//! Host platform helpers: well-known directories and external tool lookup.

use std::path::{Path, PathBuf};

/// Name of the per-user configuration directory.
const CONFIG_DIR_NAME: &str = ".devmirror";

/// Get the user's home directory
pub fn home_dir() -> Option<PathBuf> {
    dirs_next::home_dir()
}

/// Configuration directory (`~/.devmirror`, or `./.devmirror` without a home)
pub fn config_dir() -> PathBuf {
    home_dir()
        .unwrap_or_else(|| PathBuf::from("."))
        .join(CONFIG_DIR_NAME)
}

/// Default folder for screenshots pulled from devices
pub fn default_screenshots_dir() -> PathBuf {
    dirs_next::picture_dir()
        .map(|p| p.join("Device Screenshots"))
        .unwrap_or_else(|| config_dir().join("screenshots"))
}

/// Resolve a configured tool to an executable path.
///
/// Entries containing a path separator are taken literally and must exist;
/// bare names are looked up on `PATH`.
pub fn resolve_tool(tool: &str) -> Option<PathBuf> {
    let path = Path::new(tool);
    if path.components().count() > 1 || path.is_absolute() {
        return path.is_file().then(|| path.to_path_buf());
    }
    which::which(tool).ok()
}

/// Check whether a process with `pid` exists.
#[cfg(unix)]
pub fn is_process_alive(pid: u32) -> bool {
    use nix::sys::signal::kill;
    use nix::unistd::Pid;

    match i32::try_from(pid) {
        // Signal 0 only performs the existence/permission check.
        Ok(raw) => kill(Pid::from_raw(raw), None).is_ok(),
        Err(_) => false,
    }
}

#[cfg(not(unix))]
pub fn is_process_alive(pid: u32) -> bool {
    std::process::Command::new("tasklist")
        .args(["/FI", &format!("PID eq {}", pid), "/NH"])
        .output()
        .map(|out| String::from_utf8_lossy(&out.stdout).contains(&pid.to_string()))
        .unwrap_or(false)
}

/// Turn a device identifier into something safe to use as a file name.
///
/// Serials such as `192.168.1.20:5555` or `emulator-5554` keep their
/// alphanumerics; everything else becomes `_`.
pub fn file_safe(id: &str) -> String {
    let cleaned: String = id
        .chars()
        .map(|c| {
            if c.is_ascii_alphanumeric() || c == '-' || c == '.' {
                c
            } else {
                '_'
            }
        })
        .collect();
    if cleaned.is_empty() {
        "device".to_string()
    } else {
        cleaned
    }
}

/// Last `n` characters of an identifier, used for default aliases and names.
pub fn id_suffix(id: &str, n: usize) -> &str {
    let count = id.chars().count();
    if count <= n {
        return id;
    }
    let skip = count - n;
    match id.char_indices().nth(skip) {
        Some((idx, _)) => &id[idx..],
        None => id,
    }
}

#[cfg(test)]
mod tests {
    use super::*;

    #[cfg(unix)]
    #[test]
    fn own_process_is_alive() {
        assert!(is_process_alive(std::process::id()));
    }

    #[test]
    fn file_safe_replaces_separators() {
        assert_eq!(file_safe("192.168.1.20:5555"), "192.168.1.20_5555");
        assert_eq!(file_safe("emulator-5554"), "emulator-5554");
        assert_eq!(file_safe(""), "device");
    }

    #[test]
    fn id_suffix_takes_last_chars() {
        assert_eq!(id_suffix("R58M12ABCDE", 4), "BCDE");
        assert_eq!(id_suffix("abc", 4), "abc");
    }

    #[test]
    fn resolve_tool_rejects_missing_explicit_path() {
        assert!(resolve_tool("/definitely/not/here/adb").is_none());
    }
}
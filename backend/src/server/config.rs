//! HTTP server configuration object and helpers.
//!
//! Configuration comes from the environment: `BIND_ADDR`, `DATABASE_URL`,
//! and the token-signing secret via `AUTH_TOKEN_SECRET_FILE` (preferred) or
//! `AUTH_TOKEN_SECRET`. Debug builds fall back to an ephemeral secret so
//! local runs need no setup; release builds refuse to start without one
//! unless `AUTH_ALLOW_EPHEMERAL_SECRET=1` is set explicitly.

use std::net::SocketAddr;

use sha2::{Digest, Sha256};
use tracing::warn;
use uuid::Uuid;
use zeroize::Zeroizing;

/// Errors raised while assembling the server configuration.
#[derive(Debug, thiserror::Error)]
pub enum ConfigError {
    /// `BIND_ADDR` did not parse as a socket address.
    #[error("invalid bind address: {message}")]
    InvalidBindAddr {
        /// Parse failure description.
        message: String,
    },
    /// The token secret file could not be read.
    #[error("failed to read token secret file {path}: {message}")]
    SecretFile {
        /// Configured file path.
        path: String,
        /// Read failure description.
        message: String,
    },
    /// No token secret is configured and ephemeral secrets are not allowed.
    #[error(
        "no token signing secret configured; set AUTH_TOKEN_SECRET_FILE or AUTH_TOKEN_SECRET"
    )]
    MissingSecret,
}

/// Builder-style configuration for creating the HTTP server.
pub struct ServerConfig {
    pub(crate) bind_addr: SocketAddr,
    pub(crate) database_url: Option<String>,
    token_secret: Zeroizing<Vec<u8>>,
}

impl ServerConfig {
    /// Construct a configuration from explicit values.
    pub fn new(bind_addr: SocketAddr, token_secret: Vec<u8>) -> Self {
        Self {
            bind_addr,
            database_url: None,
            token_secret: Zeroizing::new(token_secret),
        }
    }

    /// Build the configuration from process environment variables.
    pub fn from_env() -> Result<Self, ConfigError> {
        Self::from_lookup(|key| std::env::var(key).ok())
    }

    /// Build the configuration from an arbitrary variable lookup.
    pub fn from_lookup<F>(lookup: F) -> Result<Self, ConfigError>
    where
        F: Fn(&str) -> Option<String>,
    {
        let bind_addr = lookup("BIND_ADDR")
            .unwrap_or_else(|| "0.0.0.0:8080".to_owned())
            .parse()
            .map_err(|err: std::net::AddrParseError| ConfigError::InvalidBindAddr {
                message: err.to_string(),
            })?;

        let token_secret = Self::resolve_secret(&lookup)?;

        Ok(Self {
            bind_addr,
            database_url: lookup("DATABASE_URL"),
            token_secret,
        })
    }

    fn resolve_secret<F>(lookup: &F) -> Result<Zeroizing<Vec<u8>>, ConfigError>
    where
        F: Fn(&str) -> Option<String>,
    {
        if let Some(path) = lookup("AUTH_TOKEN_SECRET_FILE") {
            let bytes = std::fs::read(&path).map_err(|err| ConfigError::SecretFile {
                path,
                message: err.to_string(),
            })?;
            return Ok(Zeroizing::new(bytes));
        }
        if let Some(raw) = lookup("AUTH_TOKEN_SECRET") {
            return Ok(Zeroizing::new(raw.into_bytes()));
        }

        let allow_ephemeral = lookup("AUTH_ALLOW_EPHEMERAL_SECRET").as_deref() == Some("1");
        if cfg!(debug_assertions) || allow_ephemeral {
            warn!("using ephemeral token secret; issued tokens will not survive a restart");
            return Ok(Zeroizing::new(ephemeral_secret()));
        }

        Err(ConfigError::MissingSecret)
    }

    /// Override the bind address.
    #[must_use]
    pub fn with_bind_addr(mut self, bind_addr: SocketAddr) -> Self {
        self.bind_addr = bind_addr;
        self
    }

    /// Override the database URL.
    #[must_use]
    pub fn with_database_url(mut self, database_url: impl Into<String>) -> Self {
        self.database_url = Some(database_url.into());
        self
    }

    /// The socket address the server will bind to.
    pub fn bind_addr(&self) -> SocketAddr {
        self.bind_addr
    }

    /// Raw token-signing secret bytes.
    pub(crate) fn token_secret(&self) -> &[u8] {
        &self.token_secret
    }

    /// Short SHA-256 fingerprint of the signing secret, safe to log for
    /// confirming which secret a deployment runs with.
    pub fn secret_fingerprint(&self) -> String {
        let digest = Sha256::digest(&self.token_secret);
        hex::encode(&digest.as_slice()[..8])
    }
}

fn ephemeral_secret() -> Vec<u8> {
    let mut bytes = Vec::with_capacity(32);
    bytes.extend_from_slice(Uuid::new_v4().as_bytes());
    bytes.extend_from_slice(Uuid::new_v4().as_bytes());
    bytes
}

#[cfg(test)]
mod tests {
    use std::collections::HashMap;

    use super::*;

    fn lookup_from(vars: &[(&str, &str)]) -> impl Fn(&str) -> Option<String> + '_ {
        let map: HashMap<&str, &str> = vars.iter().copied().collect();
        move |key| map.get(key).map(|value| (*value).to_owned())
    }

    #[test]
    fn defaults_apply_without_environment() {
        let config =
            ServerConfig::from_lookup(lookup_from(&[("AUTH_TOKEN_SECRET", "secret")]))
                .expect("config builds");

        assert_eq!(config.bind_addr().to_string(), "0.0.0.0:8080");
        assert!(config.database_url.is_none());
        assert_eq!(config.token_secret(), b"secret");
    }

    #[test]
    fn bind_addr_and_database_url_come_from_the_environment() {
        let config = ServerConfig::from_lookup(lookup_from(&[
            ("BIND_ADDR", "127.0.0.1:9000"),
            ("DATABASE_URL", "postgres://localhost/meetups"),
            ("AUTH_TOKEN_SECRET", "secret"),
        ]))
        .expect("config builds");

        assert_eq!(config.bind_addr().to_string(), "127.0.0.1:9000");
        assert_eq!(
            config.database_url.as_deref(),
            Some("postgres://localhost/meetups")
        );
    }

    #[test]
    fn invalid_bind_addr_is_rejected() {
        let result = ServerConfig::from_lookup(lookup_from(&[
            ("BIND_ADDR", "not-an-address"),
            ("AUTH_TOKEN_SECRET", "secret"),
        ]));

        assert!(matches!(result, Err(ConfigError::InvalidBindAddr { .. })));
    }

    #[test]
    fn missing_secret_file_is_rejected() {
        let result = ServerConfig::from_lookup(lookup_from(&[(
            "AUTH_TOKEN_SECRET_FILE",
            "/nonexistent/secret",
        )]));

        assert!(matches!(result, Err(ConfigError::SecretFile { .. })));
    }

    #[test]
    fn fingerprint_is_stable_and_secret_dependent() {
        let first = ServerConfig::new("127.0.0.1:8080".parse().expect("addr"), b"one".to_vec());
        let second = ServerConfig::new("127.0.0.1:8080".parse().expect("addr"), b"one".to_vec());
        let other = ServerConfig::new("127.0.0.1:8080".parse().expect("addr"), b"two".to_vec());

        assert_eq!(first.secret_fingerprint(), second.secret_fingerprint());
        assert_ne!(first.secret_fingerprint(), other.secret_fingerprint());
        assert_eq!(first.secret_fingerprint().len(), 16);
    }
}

*ASSIGNMENT*
When you reach the line holding "aliases and names." in the records above, begin reproducing exactly, stop after the line holding "Some((idx, _)) =>", and output nothing else.

*ANSWER BOX*
/// Last `n` characters of an identifier, used for default aliases and names.
pub fn id_suffix(id: &str, n: usize) -> &str {
    let count = id.chars().count();
    if count <= n {
        return id;
    }
    let skip = count - n;
    match id.char_indices().nth(skip) {
        Some((idx, _)) => &id[idx..],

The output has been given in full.